Deindexation of pensions under fire from critics
The PLFSS 2025, adopted in part via article 49.3 of the Constitution, provided for a limited increase in pensions in two stages:
- +0.8% from January 2025 for all retirees.
- A second increase of +0.8% in July 2025reserved for pensions below 1,500 euros gross monthly.
This deindexation of pensions, supposed to allow the government to save nearly 3.5 billion euros, arouses strong opposition. The National Rally (RN) and La France Insoumise (LFI) immediately reacted by each filing a motion of censure. Marine Le Pen, leader of the RN, described this measure as “disguised taxation of retirees”.
Towards a revaluation modeled on inflation?
In the event of censorship, and therefore abandonment of the PLFSS, the current rules of the Social Security Code would apply. According to François Ecalle, public finance specialist, this would mean a revaluation based on annual inflation measured between November 2023 and October 2024, estimated at 2.2% excluding tobacco.
The concrete implications:
- An average pension of 1,500 euros gross would benefit from a monthly increase of 33 eurosagainst only 12 euros with the PLFSS.
- For a retiree earning 2,800 euros gross, this would represent an additional annual gain of 672 euros.

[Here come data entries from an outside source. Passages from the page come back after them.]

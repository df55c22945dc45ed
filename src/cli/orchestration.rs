//! Main workflow orchestration logic
//!
//! Both workflows take an explicit [Config] and a [Repository] so they can
//! run against a real checkout or an in-memory history. Argument parsing and
//! terminal output stay in `main.rs`.

use chrono::NaiveDate;
use std::path::PathBuf;
use tracing::{info, warn};

use crate::boundary::BoundaryWarning;
use crate::changelog::{self, ChangelogSection};
use crate::collector::collect_log_entries;
use crate::config::Config;
use crate::error::{LoggitError, Result};
use crate::git::Repository;
use crate::range::{resolve_append_range, resolve_branch_range};
use crate::tag::create_version_tag;
use crate::version::{extract_version, read_commit_message};

/// Arguments for the append workflow
///
/// Mirrors the CLI arguments without depending on clap.
#[derive(Debug, Clone, PartialEq)]
pub struct AppendWorkflowArgs {
    /// Commit message file handed over by the commit hook
    pub commit_msg_path: PathBuf,

    /// Tag the release after writing the changelog
    pub also_tag: bool,

    /// Date printed in the section header
    pub date: NaiveDate,
}

/// What a completed release run produced
#[derive(Debug, Clone, PartialEq)]
pub struct ReleaseSummary {
    pub version: String,
    pub changelog: PathBuf,
    pub entries: Vec<String>,
    pub tagged: bool,
    pub warnings: Vec<BoundaryWarning>,
}

#[derive(Debug, Clone, PartialEq)]
pub enum AppendOutcome {
    /// The commit declares no version; nothing was changed
    NoVersion(BoundaryWarning),
    Released(ReleaseSummary),
}

/// What a branch changelog run produced
#[derive(Debug, Clone, PartialEq)]
pub struct BranchSummary {
    pub branch: String,
    pub path: PathBuf,
    pub entries: Vec<String>,
    pub warnings: Vec<BoundaryWarning>,
}

/// Append-and-tag workflow
///
/// 1. Extract the version from the commit message
/// 2. Resolve the range since the previous bump commit
/// 3. Collect trailer entries and prepend a section to the changelog
/// 4. Tag the release when enabled
///
/// A commit without a version declaration ends the run early with
/// [AppendOutcome::NoVersion]; every other failure is returned as an error.
pub fn run_append_workflow<R: Repository>(
    repo: &R,
    config: &Config,
    args: &AppendWorkflowArgs,
) -> Result<AppendOutcome> {
    let message = read_commit_message(&args.commit_msg_path)?;
    let version = match extract_version(&message, &config.bump_marker, &config.version_pattern) {
        Ok(version) => version,
        Err(LoggitError::NoVersion) => {
            info!("commit does not declare a version, nothing to do");
            return Ok(AppendOutcome::NoVersion(
                BoundaryWarning::NoVersionDeclared {
                    bump_marker: config.bump_marker.clone(),
                },
            ));
        }
        Err(e) => return Err(e),
    };
    info!(version = %version, "found new version");

    let mut warnings = Vec::new();
    let range = resolve_append_range(repo, config)?;
    if range.is_unbounded() {
        warnings.push(BoundaryWarning::NoPreviousBump);
    }

    let entries = collect_log_entries(repo, &range, config)?;
    if entries.is_empty() {
        warnings.push(BoundaryWarning::NoLogEntries {
            range: range.to_string(),
            trailer: config.trailer_marker.clone(),
        });
    }

    let header = changelog::section_header(&config.section_header, &version, args.date);
    let path = changelog::resolve_changelog_path(&repo.repo_root()?, &config.changelog_path);
    let section = ChangelogSection::new(header, entries);
    changelog::prepend_section(&path, &section)?;

    if args.also_tag {
        create_version_tag(repo, &version)?;
    }

    for warning in &warnings {
        warn!("{}", warning);
    }

    Ok(AppendOutcome::Released(ReleaseSummary {
        version,
        changelog: path,
        entries: section.entries,
        tagged: args.also_tag,
        warnings,
    }))
}

/// Branch changelog workflow
///
/// Collects the entries of every commit unique to the current branch and
/// writes them to `<branch>-<changelog name>` in the repository root,
/// replacing any earlier branch changelog.
pub fn run_branch_workflow<R: Repository>(repo: &R, config: &Config) -> Result<BranchSummary> {
    let (branch, range) = resolve_branch_range(repo, config)?;
    let entries = collect_log_entries(repo, &range, config)?;

    let mut warnings = Vec::new();
    if entries.is_empty() {
        warnings.push(BoundaryWarning::NoLogEntries {
            range: range.to_string(),
            trailer: config.trailer_marker.clone(),
        });
    }

    let path = changelog::branch_changelog_path(&repo.repo_root()?, &config.changelog_path, &branch);
    changelog::write_branch_changelog(&path, &entries)?;

    for warning in &warnings {
        warn!("{}", warning);
    }

    Ok(BranchSummary {
        branch,
        path,
        entries,
        warnings,
    })
}
use console::style;

use crate::boundary::BoundaryWarning;

pub fn display_error(message: &str) {
    eprintln!("{} {}", style("ERROR:").red(), message);
}

pub fn display_success(message: &str) {
    println!("{} {}", style("✓").green(), message);
}

pub fn display_status(message: &str) {
    println!("{} {}", style("→").yellow(), message);
}

/// Show a non-fatal notice with a yellow warning sign.
pub fn display_boundary_warning(warning: &BoundaryWarning) {
    println!("{} {}", style("⚠").yellow(), warning);
}

/// Print changelog entries the way they are written to the file.
pub fn display_entries(entries: &[String]) {
    for entry in entries {
        println!("* {}", entry);
    }
}
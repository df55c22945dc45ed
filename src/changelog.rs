//! Changelog assembly and atomic file replacement.

use chrono::NaiveDate;
use std::fs;
use std::io::{ErrorKind, Write};
use std::path::{Path, PathBuf};
use tracing::info;

use crate::config::DEFAULT_CHANGELOG_PATH;
use crate::error::{LoggitError, Result};

#[cfg(unix)]
const NEW_FILE_MODE: u32 = 0o644;

/// One release section: a header line followed by bulleted entries.
#[derive(Debug, Clone, PartialEq)]
pub struct ChangelogSection {
    pub header: String,
    pub entries: Vec<String>,
}

impl ChangelogSection {
    pub fn new(header: impl Into<String>, entries: Vec<String>) -> Self {
        ChangelogSection {
            header: header.into(),
            entries,
        }
    }

    /// Header, one `* entry` line per entry, then a blank line.
    pub fn render(&self) -> String {
        let mut out = format!("{}\n", self.header);
        out.push_str(&render_entries(&self.entries));
        out.push('\n');
        out
    }
}

/// Header for a release, e.g. `# Version 1.0.0 - 2024-01-01`.
pub fn section_header(template: &str, version: &str, date: NaiveDate) -> String {
    format!("{}{} - {}", template, version, date.format("%Y-%m-%d"))
}

fn render_entries(entries: &[String]) -> String {
    entries.iter().map(|e| format!("* {}\n", e)).collect()
}

/// Resolves the configured changelog path against the repository root.
pub fn resolve_changelog_path(repo_root: &Path, configured: &Path) -> PathBuf {
    if configured.is_absolute() {
        configured.to_path_buf()
    } else {
        repo_root.join(configured)
    }
}

/// Path of the per-branch changelog: `<branch>-<changelog file name>`.
pub fn branch_changelog_path(repo_root: &Path, configured: &Path, branch: &str) -> PathBuf {
    let file_name = configured
        .file_name()
        .map(|n| n.to_string_lossy().into_owned())
        .unwrap_or_else(|| DEFAULT_CHANGELOG_PATH.to_string());
    let branch = branch.replace('/', "-");
    repo_root.join(format!("{}-{}", branch, file_name))
}

/// Puts `section` in front of the changelog at `path`.
///
/// A missing changelog counts as empty. The previous content is kept
/// byte-for-byte after the new section.
pub fn prepend_section(path: &Path, section: &ChangelogSection) -> Result<()> {
    let previous = match fs::read(path) {
        Ok(content) => content,
        Err(e) if e.kind() == ErrorKind::NotFound => Vec::new(),
        Err(e) => {
            return Err(LoggitError::changelog(format!(
                "cannot read {}: {}",
                path.display(),
                e
            )))
        }
    };

    let mut content = section.render().into_bytes();
    content.extend_from_slice(&previous);
    replace_file(path, &content)?;

    info!(
        path = %path.display(),
        entries = section.entries.len(),
        "prepended changelog section"
    );
    Ok(())
}

/// Writes a fresh branch changelog holding only the entry lines.
pub fn write_branch_changelog(path: &Path, entries: &[String]) -> Result<()> {
    replace_file(path, render_entries(entries).as_bytes())?;
    info!(path = %path.display(), entries = entries.len(), "wrote branch changelog");
    Ok(())
}

/// Replaces `path` with `content` in a single rename.
///
/// The temporary file lives next to the target so the rename stays on one
/// filesystem; it is removed if anything fails before the rename. The target
/// keeps its permissions; a new file gets `0644` minus the umask.
fn replace_file(path: &Path, content: &[u8]) -> Result<()> {
    let dir = match path.parent() {
        Some(parent) if !parent.as_os_str().is_empty() => parent,
        _ => Path::new("."),
    };

    let write_err =
        |e: std::io::Error| LoggitError::changelog(format!("cannot write {}: {}", path.display(), e));

    let existing = fs::metadata(path).ok().map(|m| m.permissions());

    let mut builder = tempfile::Builder::new();
    builder.prefix(".loggit-");
    if existing.is_none() {
        default_permissions(&mut builder);
    }

    let mut temp = builder.tempfile_in(dir).map_err(write_err)?;
    if let Some(permissions) = existing {
        temp.as_file().set_permissions(permissions).map_err(write_err)?;
    }
    temp.write_all(content).map_err(write_err)?;
    temp.as_file().sync_all().map_err(write_err)?;
    temp.persist(path).map_err(|e| write_err(e.error))?;
    Ok(())
}

#[cfg(unix)]
fn default_permissions(builder: &mut tempfile::Builder<'_, '_>) {
    use std::os::unix::fs::PermissionsExt;
    builder.permissions(fs::Permissions::from_mode(NEW_FILE_MODE));
}

#[cfg(not(unix))]
fn default_permissions(_builder: &mut tempfile::Builder<'_, '_>) {}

However, the absence of PLFSS would complicate budgetary management, and some experts call for caution in the face of the institutional consequences of such a scenario.
Faced with this uncertainty, retirees did not wait for the parliamentary verdict to make themselves heard. Nine trade union organizations, including the CGT and Solidaires, organized a national day of mobilization on December 3, 2024. Their demand: an immediate revaluation of pensions in line with inflation and a recovery of losses accumulated since 2017.
As a reminder, since 2017, pensions have only increased by 13,6 %while cumulative inflation reached 19,5 %. “This discrepancy weighs heavily on the purchasing power of retirees, particularly those with modest incomes,” underlines Dominique Libault, president of the High Council for the Financing of Social Protection.
Possible scenarios after the vote
- Adoption of a motion of censure : The government would be overthrown, and pensions would be automatically increased to 2.2% on January 1, 2025.
- Maintaining the government : The PLFSS, including the deindexation of pensions, would come into force, with an increase limited to 0.8%.
- Institutional blockage : Without a clear majority, the country could experience delays in adopting a 2025 budget, opening the way to temporary solutions.